Simple wrappers of matrix and ndarray module, so you don't have to pack and unpack stuff all the time. Some operations just interface to those already defined in the Maths module.

module Mat : sig ... end
module Arr : sig ... end
val diff : (t -> t) -> t -> t

diff f x returns the exat derivative of a function f : scalar -> scalar at point x. Simply calling diff f will return its derivative function g of the same type, i.e. g : scalar -> scalar.

Keep calling this function will give you higher-order derivatives of f, i.e. f |> diff |> diff |> diff |> ...
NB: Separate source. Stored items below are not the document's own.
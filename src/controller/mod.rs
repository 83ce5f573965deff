//! # Controller
//!
//! Core decision logic of the Vault Namespace Controller.
//!
//! - `matcher`: Regular expression matching of namespace names
//! - `policy`: Which cluster namespaces are synchronized
//! - `path`: Vault namespace path derivation
//! - `reconciler`: Idempotent create/delete protocol and error classification

pub mod matcher;
pub mod path;
pub mod policy;
pub mod reconciler;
val diff' : (t -> t) -> t -> t * t

similar to diff, but return (f x, diff f x).

val grad : (t -> t) -> t -> t

gradient of f : (vector -> scalar) at x, reverse ad.
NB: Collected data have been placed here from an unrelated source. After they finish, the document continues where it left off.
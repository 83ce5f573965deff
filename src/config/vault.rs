//! # Vault Configuration
//!
//! Connection, TLS and authentication settings for the Vault server.

use serde::{Deserialize, Serialize};
use std::path::PathBuf;

/// Connection settings for Vault
#[derive(Debug, Clone, Default, PartialEq, Eq, Deserialize, Serialize)]
#[serde(rename_all = "camelCase", default)]
pub struct VaultConfig {
    /// Vault server address, e.g. `https://vault.example.com:8200`
    pub address: String,
    /// Parent namespace under which all managed namespaces are created
    pub namespace_root: Option<String>,
    pub auth: Option<VaultAuthConfig>,
    /// PEM bundle used to verify the server certificate
    pub ca_cert: Option<PathBuf>,
    /// PEM client certificate for mutual TLS
    pub client_cert: Option<PathBuf>,
    /// PEM private key matching `client_cert`
    pub client_key: Option<PathBuf>,
    /// Skip server certificate verification
    pub insecure: bool,
}

impl VaultConfig {
    #[must_use]
    pub fn tls_configured(&self) -> bool {
        self.ca_cert.is_some() || self.client_cert.is_some()
    }
}

/// How the controller logs in to Vault
#[derive(Debug, Clone, PartialEq, Eq, Deserialize, Serialize)]
#[serde(rename_all = "camelCase")]
pub struct VaultAuthConfig {
    #[serde(flatten)]
    pub method: AuthMethod,
    /// Custom mount path of the auth method
    #[serde(default)]
    pub path: Option<String>,
    /// Namespace the auth method is mounted in
    #[serde(default)]
    pub namespace: Option<String>,
}

#[derive(Debug, Clone, PartialEq, Eq, Deserialize, Serialize)]
#[serde(tag = "type", rename_all = "lowercase", rename_all_fields = "camelCase")]
pub enum AuthMethod {
    /// Static token, given inline or read from a file
    Token {
        #[serde(default)]
        token: Option<String>,
        #[serde(default)]
        token_path: Option<PathBuf>,
    },
    /// Kubernetes service account login
    Kubernetes {
        #[serde(default)]
        role: String,
        #[serde(default)]
        service_account_token_path: Option<PathBuf>,
    },
    /// AppRole login, credentials given inline or read from files
    AppRole {
        #[serde(default)]
        role_id: Option<String>,
        #[serde(default)]
        secret_id: Option<String>,
        #[serde(default)]
        role_id_path: Option<PathBuf>,
        #[serde(default)]
        secret_id_path: Option<PathBuf>,
    },
}

impl AuthMethod {
    /// Name of the auth method as used in configuration and metrics
    #[must_use]
    pub fn name(&self) -> &'static str {
        match self {
            Self::Token { .. } => "token",
            Self::Kubernetes { .. } => "kubernetes",
            Self::AppRole { .. } => "approle",
        }
    }
}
val grad' : (t -> t) -> t -> t * t

similar to grad, but return (f x, grad f x).

val jacobian : (t -> t) -> t -> t

jacobian of f : (vector -> vector) at x, both x and y are row vectors.
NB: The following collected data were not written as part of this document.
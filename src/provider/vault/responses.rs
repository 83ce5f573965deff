//! Vault HTTP API payloads used by the namespace client.
//!
//! References:
//! - [sys/namespaces](https://developer.hashicorp.com/vault/api-docs/system/namespaces)
//! - [auth/token lookup-self](https://developer.hashicorp.com/vault/api-docs/auth/token#lookup-a-token-self)

use serde::{Deserialize, Serialize};

/// Response of `LIST /v1/sys/namespaces`
#[derive(Debug, Deserialize)]
pub(super) struct ListNamespacesResponse {
    #[serde(default)]
    pub data: Option<ListNamespacesData>,
}

#[derive(Debug, Deserialize)]
pub(super) struct ListNamespacesData {
    /// Child namespace names, each with a trailing `/`. Kept loose so a wrong shape can be reported.
    #[serde(default)]
    pub keys: Option<serde_json::Value>,
}

#[derive(Debug, Serialize)]
pub(super) struct KubernetesLoginRequest<'a> {
    pub role: &'a str,
    pub jwt: &'a str,
}

#[derive(Debug, Serialize)]
pub(super) struct AppRoleLoginRequest<'a> {
    pub role_id: &'a str,
    pub secret_id: &'a str,
}

/// Response of `POST /v1/auth/<mount>/login`
#[derive(Debug, Deserialize)]
pub(super) struct LoginResponse {
    #[serde(default)]
    pub auth: Option<LoginAuth>,
}

#[derive(Debug, Deserialize)]
pub(super) struct LoginAuth {
    pub client_token: String,
}

/// Response of `GET /v1/auth/token/lookup-self`
#[derive(Debug, Deserialize)]
pub(super) struct TokenLookupResponse {
    pub data: TokenLookupData,
}

#[derive(Debug, Deserialize)]
pub(super) struct TokenLookupData {
    /// Remaining lifetime in seconds, 0 for tokens that never expire
    pub ttl: i64,
}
val jacobian' : (t -> t) -> t -> t * t

similar to jacobian, but return (f x, jacobian f x)

val jacobianv : (t -> t) -> t -> t -> t

jacobian vector product of f : (vector -> vector) at x along v, forward ad. Namely, it calcultes (jacobian x) v

val jacobianv' : (t -> t) -> t -> t -> t * t

similar to jacobianv', but return (f x, jacobianv f x v)

val jacobianTv : (t -> t) -> t -> t -> t

transposed jacobian vector product of f : (vector -> vector) at x along v, backward ad. Namely, it calculates transpose ((jacobianv f x v)).

val jacobianTv' : (t -> t) -> t -> t -> t * t

similar to jacobianTv, but return (f x, transpose (jacobianv f x v))

val hessian : (t -> t) -> t -> t

hessian of f : (scalar -> scalar) at x.

val hessian' : (t -> t) -> t -> t * t

simiarl to hessian, but return (f x, hessian f x)

val hessianv : (t -> t) -> t -> t -> t

hessian vector product of f : (scalar -> scalar) at x along v. Namely, it calculates (hessian x) v.

val hessianv' : (t -> t) -> t -> t -> t * t

similar to hessianv, but return (f x, hessianv f x v).

val laplacian : (t -> t) -> t -> t

laplacian of f : (scalar -> scalar) at x.

val laplacian' : (t -> t) -> t -> t * t

simiar to laplacian, but return (f x, laplacian f x).

val gradhessian : (t -> t) -> t -> t * t

return (grad f x, hessian f x), f : (scalar -> scalar)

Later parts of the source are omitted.